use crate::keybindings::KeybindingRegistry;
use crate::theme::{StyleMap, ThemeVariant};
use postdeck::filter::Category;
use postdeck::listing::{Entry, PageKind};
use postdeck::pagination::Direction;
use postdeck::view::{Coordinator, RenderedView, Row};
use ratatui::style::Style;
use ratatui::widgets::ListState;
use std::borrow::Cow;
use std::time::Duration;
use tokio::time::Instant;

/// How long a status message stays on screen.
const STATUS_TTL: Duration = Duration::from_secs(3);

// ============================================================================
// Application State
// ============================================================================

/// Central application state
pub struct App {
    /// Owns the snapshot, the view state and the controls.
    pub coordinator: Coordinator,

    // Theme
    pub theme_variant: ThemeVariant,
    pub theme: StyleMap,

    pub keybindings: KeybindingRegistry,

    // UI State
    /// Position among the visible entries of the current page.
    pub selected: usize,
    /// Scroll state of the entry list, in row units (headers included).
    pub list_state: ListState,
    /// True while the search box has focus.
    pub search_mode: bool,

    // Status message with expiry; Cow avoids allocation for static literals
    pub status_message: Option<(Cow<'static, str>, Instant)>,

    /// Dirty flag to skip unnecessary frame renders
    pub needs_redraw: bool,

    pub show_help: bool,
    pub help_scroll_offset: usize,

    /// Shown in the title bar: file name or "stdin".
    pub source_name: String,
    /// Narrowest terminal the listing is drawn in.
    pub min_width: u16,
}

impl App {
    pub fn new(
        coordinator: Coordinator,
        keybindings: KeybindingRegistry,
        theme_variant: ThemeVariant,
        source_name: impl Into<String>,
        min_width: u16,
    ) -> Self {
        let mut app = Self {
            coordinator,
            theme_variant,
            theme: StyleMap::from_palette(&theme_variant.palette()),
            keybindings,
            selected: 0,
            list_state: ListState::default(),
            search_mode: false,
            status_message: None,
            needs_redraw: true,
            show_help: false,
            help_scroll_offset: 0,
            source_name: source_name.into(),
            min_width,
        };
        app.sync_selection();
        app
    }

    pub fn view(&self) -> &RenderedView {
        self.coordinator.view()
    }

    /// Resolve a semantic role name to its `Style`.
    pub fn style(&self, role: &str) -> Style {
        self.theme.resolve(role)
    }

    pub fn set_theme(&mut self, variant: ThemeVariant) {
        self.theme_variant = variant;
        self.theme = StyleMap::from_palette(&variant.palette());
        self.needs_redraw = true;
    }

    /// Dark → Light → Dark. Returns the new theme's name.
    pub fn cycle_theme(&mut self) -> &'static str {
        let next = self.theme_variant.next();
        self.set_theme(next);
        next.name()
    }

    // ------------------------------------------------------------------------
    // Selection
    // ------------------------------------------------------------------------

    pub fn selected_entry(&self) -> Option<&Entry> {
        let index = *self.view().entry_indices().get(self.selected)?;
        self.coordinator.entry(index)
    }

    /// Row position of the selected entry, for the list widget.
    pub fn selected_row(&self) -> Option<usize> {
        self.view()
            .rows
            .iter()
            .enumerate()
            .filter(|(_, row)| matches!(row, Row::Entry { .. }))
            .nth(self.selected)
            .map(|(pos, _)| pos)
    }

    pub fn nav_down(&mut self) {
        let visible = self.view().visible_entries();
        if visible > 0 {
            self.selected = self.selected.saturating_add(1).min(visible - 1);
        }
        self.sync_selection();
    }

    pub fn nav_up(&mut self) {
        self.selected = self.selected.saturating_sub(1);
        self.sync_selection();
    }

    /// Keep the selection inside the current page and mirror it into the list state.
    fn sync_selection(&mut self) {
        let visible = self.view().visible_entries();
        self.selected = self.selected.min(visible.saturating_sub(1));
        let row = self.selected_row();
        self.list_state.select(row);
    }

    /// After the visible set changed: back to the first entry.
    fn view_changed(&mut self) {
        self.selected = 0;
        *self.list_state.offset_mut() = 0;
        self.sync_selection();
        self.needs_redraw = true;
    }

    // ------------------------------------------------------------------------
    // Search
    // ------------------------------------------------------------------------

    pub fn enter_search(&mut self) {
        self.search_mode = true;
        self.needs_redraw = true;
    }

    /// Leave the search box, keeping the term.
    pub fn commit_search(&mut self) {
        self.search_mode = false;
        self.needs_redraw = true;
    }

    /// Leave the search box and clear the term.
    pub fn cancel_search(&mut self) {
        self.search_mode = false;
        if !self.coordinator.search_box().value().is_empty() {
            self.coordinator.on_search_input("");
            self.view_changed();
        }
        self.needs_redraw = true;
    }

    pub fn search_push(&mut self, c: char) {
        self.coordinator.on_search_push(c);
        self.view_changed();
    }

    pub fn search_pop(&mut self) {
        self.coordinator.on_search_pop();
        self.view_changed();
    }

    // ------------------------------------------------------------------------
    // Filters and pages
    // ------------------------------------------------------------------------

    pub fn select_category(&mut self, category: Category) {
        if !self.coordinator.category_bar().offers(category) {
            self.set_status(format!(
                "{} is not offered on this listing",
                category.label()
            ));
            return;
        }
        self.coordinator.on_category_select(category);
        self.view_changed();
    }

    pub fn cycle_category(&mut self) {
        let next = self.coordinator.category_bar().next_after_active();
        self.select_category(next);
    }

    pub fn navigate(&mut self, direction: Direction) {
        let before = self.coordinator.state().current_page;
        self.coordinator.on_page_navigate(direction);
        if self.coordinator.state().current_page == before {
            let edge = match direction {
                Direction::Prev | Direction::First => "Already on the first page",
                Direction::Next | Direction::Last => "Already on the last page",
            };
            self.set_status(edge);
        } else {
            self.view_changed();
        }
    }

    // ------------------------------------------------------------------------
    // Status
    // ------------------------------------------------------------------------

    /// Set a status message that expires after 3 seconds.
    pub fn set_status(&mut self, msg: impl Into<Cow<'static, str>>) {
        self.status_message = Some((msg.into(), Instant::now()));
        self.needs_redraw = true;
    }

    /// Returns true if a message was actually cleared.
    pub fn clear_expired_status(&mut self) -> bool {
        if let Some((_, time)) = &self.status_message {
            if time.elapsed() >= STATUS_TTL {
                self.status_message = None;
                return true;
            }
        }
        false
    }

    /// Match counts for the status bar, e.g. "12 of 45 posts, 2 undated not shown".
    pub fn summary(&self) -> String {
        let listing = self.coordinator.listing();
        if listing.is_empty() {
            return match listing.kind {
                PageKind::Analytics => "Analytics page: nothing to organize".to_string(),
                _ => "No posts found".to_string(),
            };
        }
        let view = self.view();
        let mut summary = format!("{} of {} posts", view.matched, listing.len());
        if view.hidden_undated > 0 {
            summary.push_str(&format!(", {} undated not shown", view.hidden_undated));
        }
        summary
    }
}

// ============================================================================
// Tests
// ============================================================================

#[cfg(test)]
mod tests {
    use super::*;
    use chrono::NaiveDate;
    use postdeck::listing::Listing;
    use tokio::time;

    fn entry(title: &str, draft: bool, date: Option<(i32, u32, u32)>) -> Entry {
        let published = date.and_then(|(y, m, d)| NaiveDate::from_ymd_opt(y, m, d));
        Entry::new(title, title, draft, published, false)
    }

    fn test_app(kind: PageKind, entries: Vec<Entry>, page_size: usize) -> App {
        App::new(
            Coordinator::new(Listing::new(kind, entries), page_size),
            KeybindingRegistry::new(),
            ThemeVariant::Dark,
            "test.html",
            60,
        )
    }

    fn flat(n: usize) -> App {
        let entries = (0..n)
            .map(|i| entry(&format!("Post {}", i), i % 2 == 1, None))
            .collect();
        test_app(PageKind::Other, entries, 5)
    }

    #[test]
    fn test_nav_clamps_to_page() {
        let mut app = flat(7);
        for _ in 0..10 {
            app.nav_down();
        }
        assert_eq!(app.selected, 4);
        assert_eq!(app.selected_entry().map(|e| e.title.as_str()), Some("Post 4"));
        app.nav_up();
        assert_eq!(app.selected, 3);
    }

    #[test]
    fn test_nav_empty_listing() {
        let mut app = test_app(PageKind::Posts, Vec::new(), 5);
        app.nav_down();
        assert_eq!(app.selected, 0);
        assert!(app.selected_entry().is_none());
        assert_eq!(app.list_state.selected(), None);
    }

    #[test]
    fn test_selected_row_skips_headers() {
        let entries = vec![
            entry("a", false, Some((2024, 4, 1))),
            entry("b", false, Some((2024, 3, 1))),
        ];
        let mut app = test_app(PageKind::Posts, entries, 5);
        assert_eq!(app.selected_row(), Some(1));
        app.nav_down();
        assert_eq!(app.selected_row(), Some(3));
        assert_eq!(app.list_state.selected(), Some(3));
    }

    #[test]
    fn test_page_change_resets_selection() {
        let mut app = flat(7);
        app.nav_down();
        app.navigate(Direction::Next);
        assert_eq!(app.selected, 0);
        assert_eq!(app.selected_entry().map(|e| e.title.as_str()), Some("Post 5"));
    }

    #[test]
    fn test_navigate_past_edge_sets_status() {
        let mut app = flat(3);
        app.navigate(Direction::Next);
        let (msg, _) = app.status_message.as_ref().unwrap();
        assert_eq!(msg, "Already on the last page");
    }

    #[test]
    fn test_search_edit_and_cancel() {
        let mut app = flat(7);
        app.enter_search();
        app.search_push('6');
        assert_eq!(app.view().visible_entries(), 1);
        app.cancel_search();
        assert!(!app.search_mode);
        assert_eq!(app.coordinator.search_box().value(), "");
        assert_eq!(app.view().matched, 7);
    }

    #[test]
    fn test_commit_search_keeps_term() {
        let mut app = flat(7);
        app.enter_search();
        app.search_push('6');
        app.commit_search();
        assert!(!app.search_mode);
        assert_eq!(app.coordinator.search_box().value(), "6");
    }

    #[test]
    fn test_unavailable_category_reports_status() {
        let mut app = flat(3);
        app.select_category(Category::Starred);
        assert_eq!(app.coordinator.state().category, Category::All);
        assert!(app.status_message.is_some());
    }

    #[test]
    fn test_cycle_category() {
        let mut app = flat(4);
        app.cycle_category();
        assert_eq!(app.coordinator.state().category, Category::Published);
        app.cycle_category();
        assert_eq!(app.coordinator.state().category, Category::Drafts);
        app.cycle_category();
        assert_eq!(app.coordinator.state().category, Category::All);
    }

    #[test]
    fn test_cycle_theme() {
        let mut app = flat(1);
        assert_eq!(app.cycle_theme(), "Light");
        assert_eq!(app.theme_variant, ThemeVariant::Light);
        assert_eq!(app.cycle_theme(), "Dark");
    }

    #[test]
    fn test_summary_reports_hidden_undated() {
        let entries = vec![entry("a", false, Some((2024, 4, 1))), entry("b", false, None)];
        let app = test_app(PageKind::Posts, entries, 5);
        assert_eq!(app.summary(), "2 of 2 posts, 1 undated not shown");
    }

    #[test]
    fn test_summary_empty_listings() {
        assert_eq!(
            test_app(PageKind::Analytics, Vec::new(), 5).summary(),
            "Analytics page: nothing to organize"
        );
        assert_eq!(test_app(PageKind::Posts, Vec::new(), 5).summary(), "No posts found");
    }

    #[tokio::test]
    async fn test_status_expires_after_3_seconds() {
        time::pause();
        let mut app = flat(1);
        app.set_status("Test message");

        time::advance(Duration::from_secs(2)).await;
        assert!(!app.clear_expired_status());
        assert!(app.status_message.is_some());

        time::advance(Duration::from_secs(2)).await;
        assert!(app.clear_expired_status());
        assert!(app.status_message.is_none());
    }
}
------------------------
= ACTIVITY =
Only the lines above starting with the one with "for _ in 0..10" and going through the one with "assert_eq!(app.selected_row(), Some(3));" are to be copied, word for word and with both ends kept.

= ANSWER TO THE PROBLEM =
        for _ in 0..10 {
            app.nav_down();
        }
        assert_eq!(app.selected, 4);
        assert_eq!(app.selected_entry().map(|e| e.title.as_str()), Some("Post 4"));
        app.nav_up();
        assert_eq!(app.selected, 3);
    }

    #[test]
    fn test_nav_empty_listing() {
        let mut app = test_app(PageKind::Posts, Vec::new(), 5);
        app.nav_down();
        assert_eq!(app.selected, 0);
        assert!(app.selected_entry().is_none());
        assert_eq!(app.list_state.selected(), None);
    }

    #[test]
    fn test_selected_row_skips_headers() {
        let entries = vec![
            entry("a", false, Some((2024, 4, 1))),
            entry("b", false, Some((2024, 3, 1))),
        ];
        let mut app = test_app(PageKind::Posts, entries, 5);
        assert_eq!(app.selected_row(), Some(1));
        app.nav_down();
        assert_eq!(app.selected_row(), Some(3));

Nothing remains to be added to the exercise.